I do wonder why people favour shutting down the comments.

If they personally don’t like them, isn’t the simple solution to not read them? Why would anyone propose impacting others?

If you choose to shut down the comments, that’s entirely your decision. I’d be sad.

#199 Sold Out on 10.21.19 at 1:15 pm

#193 IHCTD9

Hoping for a financial apocalypse so that a new fiscal saviour can rise? I doubt that the evangelicals’ hopes for the reappearance of their messiah has an economic parallel. Monetary success=/=religious devotion, although some people (grifters) try to conflate the two.

#200 Sail Away on 10.21.19 at 1:22 pm

#170 Captain Uppa on 10.21.19 at 9:46 am

On the topic of politics, I have really noticed the toxic nature of divisiveness that left leaning folk have been warning about. I used to brush it off as a centrist, but it’s become very apparent to me during this election. There is a lot of Trump Nation in Canada and it scares me.

————————————-

There’s plenty of toxic divisiveness on all sides, Uppa. No more or less on any side.
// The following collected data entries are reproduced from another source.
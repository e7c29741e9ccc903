//! Version-checked edits of relationship arrays (likes, followers).
//!
//! Each attempt reads the document, applies one set operation to the array
//! and writes it back conditioned on the revision it read. A concurrent
//! writer makes the write fail with a precondition error and the edit is
//! retried on a fresh read, so no member is ever lost.

use serde_json::json;
use tracing::{debug, warn};

use snapgram_shared::constants::RELATIONSHIP_RETRY_LIMIT;
use snapgram_shared::Document;

use super::{fields, Api};
use crate::error::{ApiError, ApiResult, RemoteError};

#[derive(Debug, Clone, Copy, PartialEq, Eq)]
pub enum SetEdit {
    Add,
    Remove,
}

impl SetEdit {
    /// Apply to `members`. Returns `false` when the set is already in the
    /// requested state.
    fn apply(self, members: &mut Vec<String>, member: &str) -> bool {
        let present = members.iter().any(|m| m == member);
        match (self, present) {
            (SetEdit::Add, false) => {
                members.push(member.to_string());
                true
            }
            (SetEdit::Remove, true) => {
                members.retain(|m| m != member);
                true
            }
            _ => false,
        }
    }

    pub fn inverse(self) -> Self {
        match self {
            SetEdit::Add => SetEdit::Remove,
            SetEdit::Remove => SetEdit::Add,
        }
    }
}

/// Outcome of [`Api::edit_relation`].
#[derive(Debug)]
pub(crate) struct RelationEdit {
    pub doc: Document,
    /// `false` when the set was already in the requested state and nothing
    /// was written.
    pub changed: bool,
}

impl Api {
    pub(crate) async fn edit_relation(
        &self,
        collection: &str,
        id: &str,
        attribute: &str,
        member: &str,
        edit: SetEdit,
    ) -> ApiResult<RelationEdit> {
        for attempt in 1..=RELATIONSHIP_RETRY_LIMIT {
            let doc = self.remote.get_document(collection, id).await?;
            let mut members: Vec<String> = doc.ref_list(attribute)?;

            if !edit.apply(&mut members, member) {
                return Ok(RelationEdit { doc, changed: false });
            }

            let revision = doc.revision();
            match self
                .remote
                .update_document(
                    collection,
                    id,
                    fields([(attribute, json!(members))]),
                    Some(&revision),
                )
                .await
            {
                Ok(updated) => {
                    return Ok(RelationEdit {
                        doc: updated,
                        changed: true,
                    })
                }
                Err(RemoteError::PreconditionFailed) => {
                    debug!(collection, id, attribute, attempt, "Concurrent write, retrying");
                }
                Err(e) => return Err(e.into()),
            }
        }

        warn!(collection, id, attribute, "Relationship edit kept conflicting");
        Err(ApiError::Contended {
            collection: collection.to_string(),
            id: id.to_string(),
            attempts: RELATIONSHIP_RETRY_LIMIT,
        })
    }
}
//! # snapgram-client
//!
//! Client data layer of Snapgram: the remote data service seam, the API
//! adapter, the query cache, the session context and the view-level state
//! helpers built on them.

pub mod api;
pub mod error;
pub mod events;
pub mod query;
pub mod remote;
pub mod session;
pub mod state;
pub mod views;

use tracing_subscriber::{fmt, EnvFilter};

pub use api::Api;
pub use error::{ApiError, ApiResult, RemoteError};
pub use query::{Queries, QueryClient, QueryKey};
pub use remote::{HttpRemote, MemoryRemote, RemoteDataService};
pub use session::{SessionContext, SessionState};
pub use state::AppContext;

/// Install the global `tracing` subscriber. `RUST_LOG` overrides the default
/// filter. Calling it twice is harmless.
pub fn init_tracing() {
    let filter = EnvFilter::try_from_default_env()
        .unwrap_or_else(|_| EnvFilter::new("snapgram_client=debug,snapgram_store=info,warn"));

    let result = fmt()
        .with_env_filter(filter)
        .with_target(true)
        .with_thread_ids(false)
        .with_file(false)
        .with_line_number(false)
        .try_init();

    if result.is_ok() {
        tracing::info!("Starting {} client", snapgram_shared::constants::APP_NAME);
    }
}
#201 tccontrarian on 10.21.19 at 1:43 pm

You may have noticed…

I’ve not been around ‘insulting’ you or your gurus, Garth.
When you denigrade any inconvenient view of the world as the domain of ‘conspiracy nuts’, I know you have some blind-spots (I suppose we all do, to a degree).
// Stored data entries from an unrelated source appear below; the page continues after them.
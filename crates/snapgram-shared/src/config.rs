//! Remote service configuration loaded from environment variables.
//!
//! All settings have defaults pointing at a local development instance so
//! that tests and offline runs need no environment at all.

/// Identifiers and endpoint of the hosted backend.
#[derive(Debug, Clone, PartialEq, Eq)]
pub struct ServiceConfig {
    /// Base URL of the service API, including the version path.
    /// Env: `SNAPGRAM_ENDPOINT`
    /// Default: `http://localhost/v1`
    pub endpoint: String,

    /// Env: `SNAPGRAM_PROJECT_ID`
    pub project_id: String,

    /// Env: `SNAPGRAM_DATABASE_ID`
    pub database_id: String,

    /// Env: `SNAPGRAM_USER_COLLECTION_ID`
    pub user_collection_id: String,

    /// Env: `SNAPGRAM_POST_COLLECTION_ID`
    pub post_collection_id: String,

    /// Env: `SNAPGRAM_SAVES_COLLECTION_ID`
    pub saves_collection_id: String,

    /// Env: `SNAPGRAM_COMMENTS_COLLECTION_ID`
    pub comments_collection_id: String,

    /// Storage bucket holding post media and avatars.
    /// Env: `SNAPGRAM_STORAGE_ID`
    pub storage_id: String,

    /// OAuth client id for third-party sign-in. Not used by email sessions.
    /// Env: `SNAPGRAM_OAUTH_CLIENT_ID`
    pub oauth_client_id: Option<String>,
}

impl Default for ServiceConfig {
    fn default() -> Self {
        Self {
            endpoint: "http://localhost/v1".to_string(),
            project_id: "snapgram".to_string(),
            database_id: "snapgram".to_string(),
            user_collection_id: "users".to_string(),
            post_collection_id: "posts".to_string(),
            saves_collection_id: "saves".to_string(),
            comments_collection_id: "comments".to_string(),
            storage_id: "media".to_string(),
            oauth_client_id: None,
        }
    }
}

impl ServiceConfig {
    /// Load configuration from environment variables, falling back to defaults.
    pub fn from_env() -> Self {
        Self::from_lookup(|key| std::env::var(key).ok())
    }

    /// Build a config from an arbitrary key lookup. Empty values are ignored.
    pub fn from_lookup<F>(lookup: F) -> Self
    where
        F: Fn(&str) -> Option<String>,
    {
        let mut config = Self::default();
        let get = |key: &str| lookup(key).filter(|v| !v.trim().is_empty());

        if let Some(endpoint) = get("SNAPGRAM_ENDPOINT") {
            if endpoint.starts_with("http://") || endpoint.starts_with("https://") {
                config.endpoint = endpoint.trim_end_matches('/').to_string();
            } else {
                tracing::warn!(value = %endpoint, "Invalid SNAPGRAM_ENDPOINT, using default");
            }
        }

        let fields: [(&str, &mut String); 7] = [
            ("SNAPGRAM_PROJECT_ID", &mut config.project_id),
            ("SNAPGRAM_DATABASE_ID", &mut config.database_id),
            ("SNAPGRAM_USER_COLLECTION_ID", &mut config.user_collection_id),
            ("SNAPGRAM_POST_COLLECTION_ID", &mut config.post_collection_id),
            ("SNAPGRAM_SAVES_COLLECTION_ID", &mut config.saves_collection_id),
            ("SNAPGRAM_COMMENTS_COLLECTION_ID", &mut config.comments_collection_id),
            ("SNAPGRAM_STORAGE_ID", &mut config.storage_id),
        ];
        for (key, slot) in fields {
            if let Some(value) = get(key) {
                *slot = value;
            }
        }

        config.oauth_client_id = get("SNAPGRAM_OAUTH_CLIENT_ID");

        config
    }
}
use serde_json::json;
use tracing::{debug, info};

use snapgram_shared::constants::ATTR_CREATED_AT;
use snapgram_shared::models::{SavedEntry, SavedPost};
use snapgram_shared::types::{DocumentId, PostId, SaveId, UserId};

use super::{decode, decode_all, fields, Api};
use crate::error::{ApiError, ApiResult, RemoteError};
use crate::remote::Query;

impl Api {
    pub async fn save_post(&self, post_id: &PostId, user_id: &UserId) -> ApiResult<SavedPost> {
        let doc = self
            .remote
            .create_document(
                &self.config.saves_collection_id,
                &DocumentId::unique(),
                fields([("user", json!(user_id)), ("post", json!(post_id))]),
            )
            .await?;
        info!(%post_id, %user_id, "Post saved");
        decode(&doc)
    }

    pub async fn delete_saved_post(&self, save_id: &SaveId) -> ApiResult<()> {
        self.remote
            .delete_document(&self.config.saves_collection_id, save_id.as_str())
            .await?;
        info!(%save_id, "Saved post removed");
        Ok(())
    }

    /// Bookmark records of one user, newest first.
    pub async fn get_user_saves(&self, user_id: &UserId) -> ApiResult<Vec<SavedPost>> {
        let list = self
            .remote
            .list_documents(
                &self.config.saves_collection_id,
                &[
                    Query::equal("user", user_id.as_str()),
                    Query::order_desc(ATTR_CREATED_AT),
                ],
            )
            .await?;
        decode_all(&list)
    }

    /// Bookmarks of one user with their posts. Bookmarks whose post has
    /// since been deleted are skipped.
    pub async fn get_saved_posts(&self, user_id: &UserId) -> ApiResult<Vec<SavedEntry>> {
        let saves = self.get_user_saves(user_id).await?;
        let mut entries = Vec::with_capacity(saves.len());
        for save in saves {
            match self.get_post_by_id(&save.post).await {
                Ok(post) => entries.push(SavedEntry { save, post }),
                Err(ApiError::Remote(RemoteError::NotFound(_))) => {
                    debug!(save_id = %save.id, post_id = %save.post, "Skipping bookmark of deleted post");
                }
                Err(e) => return Err(e),
            }
        }
        Ok(entries)
    }
}

#[cfg(test)]
mod tests {
    use super::super::test_support::{api, seed_user};
    use super::*;

    fn seed_post(remote: &crate::remote::MemoryRemote, id: &str, creator: &str) {
        remote.insert_document(
            "posts",
            id,
            fields([
                ("creator", json!(creator)),
                ("caption", json!("c")),
                ("imageId", json!("f1")),
                ("imageUrl", json!("memory://f1")),
            ]),
        );
    }

    #[tokio::test]
    async fn save_list_and_remove() {
        let (api, remote) = api();
        let ann = seed_user(&remote, "ann");
        seed_post(&remote, "p1", "ann");
        seed_post(&remote, "p2", "ann");

        let first = api.save_post(&PostId::from("p1"), &ann.id).await.unwrap();
        api.save_post(&PostId::from("p2"), &ann.id).await.unwrap();

        let saved = api.get_saved_posts(&ann.id).await.unwrap();
        assert_eq!(saved.len(), 2);
        assert_eq!(saved[0].post.id.as_str(), "p2");

        api.delete_saved_post(&first.id).await.unwrap();
        let saved = api.get_saved_posts(&ann.id).await.unwrap();
        assert_eq!(saved.len(), 1);
    }

    #[tokio::test]
    async fn deleted_posts_are_skipped() {
        let (api, remote) = api();
        let ann = seed_user(&remote, "ann");
        api.save_post(&PostId::from("gone"), &ann.id).await.unwrap();

        let saved = api.get_saved_posts(&ann.id).await.unwrap();
        assert!(saved.is_empty());
    }
}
But I will repeat it one more time: the next ‘correction’ (or crash), likely to bottom some time in 2021, will be so severe and the losses to portfolios so great, that historians will have to rename the GFC of 2008-9; probably GFC-I and GFC-II (just as they renamed “The Great War” as WWI, after WWII happened)

But I’m just a ‘conspiracy nut’, so what do I know?

tcc

#202 Westcdn on 10.21.19 at 1:44 pm

When I picked up my ballot there was a Liberal candidate but none for the Bloc. I had unexpected choices. I voted to stand strong as a tribe.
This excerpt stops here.